Stored entries:
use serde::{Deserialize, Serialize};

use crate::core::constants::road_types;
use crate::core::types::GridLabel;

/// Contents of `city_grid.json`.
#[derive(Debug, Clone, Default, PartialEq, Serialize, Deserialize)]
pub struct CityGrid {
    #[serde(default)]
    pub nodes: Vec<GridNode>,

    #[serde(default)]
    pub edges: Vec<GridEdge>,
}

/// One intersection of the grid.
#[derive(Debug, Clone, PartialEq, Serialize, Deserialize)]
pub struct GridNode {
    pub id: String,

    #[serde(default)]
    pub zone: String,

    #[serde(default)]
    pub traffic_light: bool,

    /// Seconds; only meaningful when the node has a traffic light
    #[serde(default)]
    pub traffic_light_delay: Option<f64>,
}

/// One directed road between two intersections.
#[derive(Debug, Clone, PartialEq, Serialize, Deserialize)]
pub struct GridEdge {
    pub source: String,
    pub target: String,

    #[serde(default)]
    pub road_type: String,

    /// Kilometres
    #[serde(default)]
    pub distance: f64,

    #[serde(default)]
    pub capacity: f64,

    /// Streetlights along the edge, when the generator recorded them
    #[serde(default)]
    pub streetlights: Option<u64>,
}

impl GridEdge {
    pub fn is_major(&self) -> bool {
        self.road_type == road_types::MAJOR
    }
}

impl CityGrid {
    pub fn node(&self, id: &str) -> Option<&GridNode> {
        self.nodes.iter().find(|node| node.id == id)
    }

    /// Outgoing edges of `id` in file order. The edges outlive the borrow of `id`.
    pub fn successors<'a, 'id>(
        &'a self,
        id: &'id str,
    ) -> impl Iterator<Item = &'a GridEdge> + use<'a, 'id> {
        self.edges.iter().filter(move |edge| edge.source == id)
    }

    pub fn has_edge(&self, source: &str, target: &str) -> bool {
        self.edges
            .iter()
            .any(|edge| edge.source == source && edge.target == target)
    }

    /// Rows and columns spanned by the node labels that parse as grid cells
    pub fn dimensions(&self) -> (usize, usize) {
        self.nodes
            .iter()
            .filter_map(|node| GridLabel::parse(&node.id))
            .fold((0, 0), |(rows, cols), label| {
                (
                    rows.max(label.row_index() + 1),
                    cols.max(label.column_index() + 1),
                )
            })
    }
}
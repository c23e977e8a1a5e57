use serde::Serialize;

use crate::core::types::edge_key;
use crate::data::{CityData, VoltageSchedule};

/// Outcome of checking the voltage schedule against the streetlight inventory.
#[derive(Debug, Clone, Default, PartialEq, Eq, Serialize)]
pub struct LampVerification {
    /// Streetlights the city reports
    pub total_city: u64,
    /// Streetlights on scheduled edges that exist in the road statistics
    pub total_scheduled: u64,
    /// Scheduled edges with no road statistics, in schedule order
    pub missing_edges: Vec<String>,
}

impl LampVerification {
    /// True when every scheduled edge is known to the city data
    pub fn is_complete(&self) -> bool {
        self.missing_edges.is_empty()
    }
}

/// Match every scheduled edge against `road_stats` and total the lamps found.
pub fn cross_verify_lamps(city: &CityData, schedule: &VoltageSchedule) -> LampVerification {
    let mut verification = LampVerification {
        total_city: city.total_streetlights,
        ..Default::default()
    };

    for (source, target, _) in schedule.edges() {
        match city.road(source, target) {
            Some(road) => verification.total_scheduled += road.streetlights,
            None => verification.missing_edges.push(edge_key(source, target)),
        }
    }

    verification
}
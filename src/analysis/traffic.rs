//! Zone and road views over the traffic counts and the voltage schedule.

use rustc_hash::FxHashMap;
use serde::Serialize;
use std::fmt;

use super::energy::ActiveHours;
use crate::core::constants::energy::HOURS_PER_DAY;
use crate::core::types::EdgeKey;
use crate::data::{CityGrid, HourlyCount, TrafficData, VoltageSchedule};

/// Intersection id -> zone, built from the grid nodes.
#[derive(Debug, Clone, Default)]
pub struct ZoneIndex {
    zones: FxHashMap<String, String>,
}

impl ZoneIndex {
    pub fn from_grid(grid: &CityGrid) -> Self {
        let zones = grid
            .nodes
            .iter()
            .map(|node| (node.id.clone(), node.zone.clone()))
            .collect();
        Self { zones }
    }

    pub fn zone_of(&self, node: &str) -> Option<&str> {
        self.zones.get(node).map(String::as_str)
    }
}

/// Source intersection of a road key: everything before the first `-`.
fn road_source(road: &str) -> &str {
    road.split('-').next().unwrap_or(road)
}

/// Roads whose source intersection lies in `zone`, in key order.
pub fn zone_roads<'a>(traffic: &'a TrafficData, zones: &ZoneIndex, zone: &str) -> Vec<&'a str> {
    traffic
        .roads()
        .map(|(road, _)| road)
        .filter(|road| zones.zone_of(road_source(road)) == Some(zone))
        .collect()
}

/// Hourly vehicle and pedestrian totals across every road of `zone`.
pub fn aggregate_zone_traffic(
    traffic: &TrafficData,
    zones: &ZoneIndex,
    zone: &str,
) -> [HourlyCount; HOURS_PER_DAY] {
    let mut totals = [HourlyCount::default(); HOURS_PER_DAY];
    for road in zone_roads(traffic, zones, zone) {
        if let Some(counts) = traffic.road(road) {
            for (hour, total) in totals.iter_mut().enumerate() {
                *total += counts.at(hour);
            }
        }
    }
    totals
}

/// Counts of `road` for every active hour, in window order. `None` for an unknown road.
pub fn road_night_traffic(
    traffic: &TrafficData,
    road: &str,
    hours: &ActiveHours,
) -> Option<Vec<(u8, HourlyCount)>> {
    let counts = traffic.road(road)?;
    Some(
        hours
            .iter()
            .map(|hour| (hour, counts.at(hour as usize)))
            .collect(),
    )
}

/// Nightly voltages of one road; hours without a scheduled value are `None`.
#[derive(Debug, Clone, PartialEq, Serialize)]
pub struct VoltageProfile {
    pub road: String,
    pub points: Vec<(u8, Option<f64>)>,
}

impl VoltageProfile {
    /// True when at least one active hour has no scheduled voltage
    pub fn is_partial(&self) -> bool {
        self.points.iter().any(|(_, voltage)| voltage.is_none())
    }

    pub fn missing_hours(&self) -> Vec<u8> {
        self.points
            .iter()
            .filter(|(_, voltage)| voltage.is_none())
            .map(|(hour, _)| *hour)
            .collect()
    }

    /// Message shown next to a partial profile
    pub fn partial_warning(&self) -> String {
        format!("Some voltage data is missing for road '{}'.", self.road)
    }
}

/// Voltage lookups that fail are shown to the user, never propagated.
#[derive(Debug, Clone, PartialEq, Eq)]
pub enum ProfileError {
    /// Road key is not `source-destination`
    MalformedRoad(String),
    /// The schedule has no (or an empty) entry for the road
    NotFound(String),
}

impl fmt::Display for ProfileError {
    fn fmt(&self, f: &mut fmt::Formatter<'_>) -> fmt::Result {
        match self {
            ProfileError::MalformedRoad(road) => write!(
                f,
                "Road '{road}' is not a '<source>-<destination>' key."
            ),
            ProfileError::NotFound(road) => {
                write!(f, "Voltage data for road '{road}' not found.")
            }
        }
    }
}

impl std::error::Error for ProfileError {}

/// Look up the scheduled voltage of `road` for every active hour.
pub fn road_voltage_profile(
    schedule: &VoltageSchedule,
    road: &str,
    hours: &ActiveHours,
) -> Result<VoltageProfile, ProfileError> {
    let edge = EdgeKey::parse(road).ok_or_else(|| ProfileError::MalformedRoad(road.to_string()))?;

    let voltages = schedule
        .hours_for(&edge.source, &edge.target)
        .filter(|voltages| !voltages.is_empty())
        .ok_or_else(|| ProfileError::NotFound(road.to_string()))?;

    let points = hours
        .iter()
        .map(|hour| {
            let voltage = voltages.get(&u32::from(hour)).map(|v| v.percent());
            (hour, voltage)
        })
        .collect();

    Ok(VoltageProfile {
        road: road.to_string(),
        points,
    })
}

*Your task*.
Above are the records; print exactly the lines from the line with "pub struct CityGrid" to the line with "pub fn has_edge(&self, source: &str, target: &str)", including both, and nothing else.

*Written solution*.
pub struct CityGrid {
    #[serde(default)]
    pub nodes: Vec<GridNode>,

    #[serde(default)]
    pub edges: Vec<GridEdge>,
}

/// One intersection of the grid.
#[derive(Debug, Clone, PartialEq, Serialize, Deserialize)]
pub struct GridNode {
    pub id: String,

    #[serde(default)]
    pub zone: String,

    #[serde(default)]
    pub traffic_light: bool,

    /// Seconds; only meaningful when the node has a traffic light
    #[serde(default)]
    pub traffic_light_delay: Option<f64>,
}

/// One directed road between two intersections.
#[derive(Debug, Clone, PartialEq, Serialize, Deserialize)]
pub struct GridEdge {
    pub source: String,
    pub target: String,

    #[serde(default)]
    pub road_type: String,

    /// Kilometres
    #[serde(default)]
    pub distance: f64,

    #[serde(default)]
    pub capacity: f64,

    /// Streetlights along the edge, when the generator recorded them
    #[serde(default)]
    pub streetlights: Option<u64>,
}

impl GridEdge {
    pub fn is_major(&self) -> bool {
        self.road_type == road_types::MAJOR
    }
}

impl CityGrid {
    pub fn node(&self, id: &str) -> Option<&GridNode> {
        self.nodes.iter().find(|node| node.id == id)
    }

    /// Outgoing edges of `id` in file order. The edges outlive the borrow of `id`.
    pub fn successors<'a, 'id>(
        &'a self,
        id: &'id str,
    ) -> impl Iterator<Item = &'a GridEdge> + use<'a, 'id> {
        self.edges.iter().filter(move |edge| edge.source == id)
    }

    pub fn has_edge(&self, source: &str, target: &str) -> bool {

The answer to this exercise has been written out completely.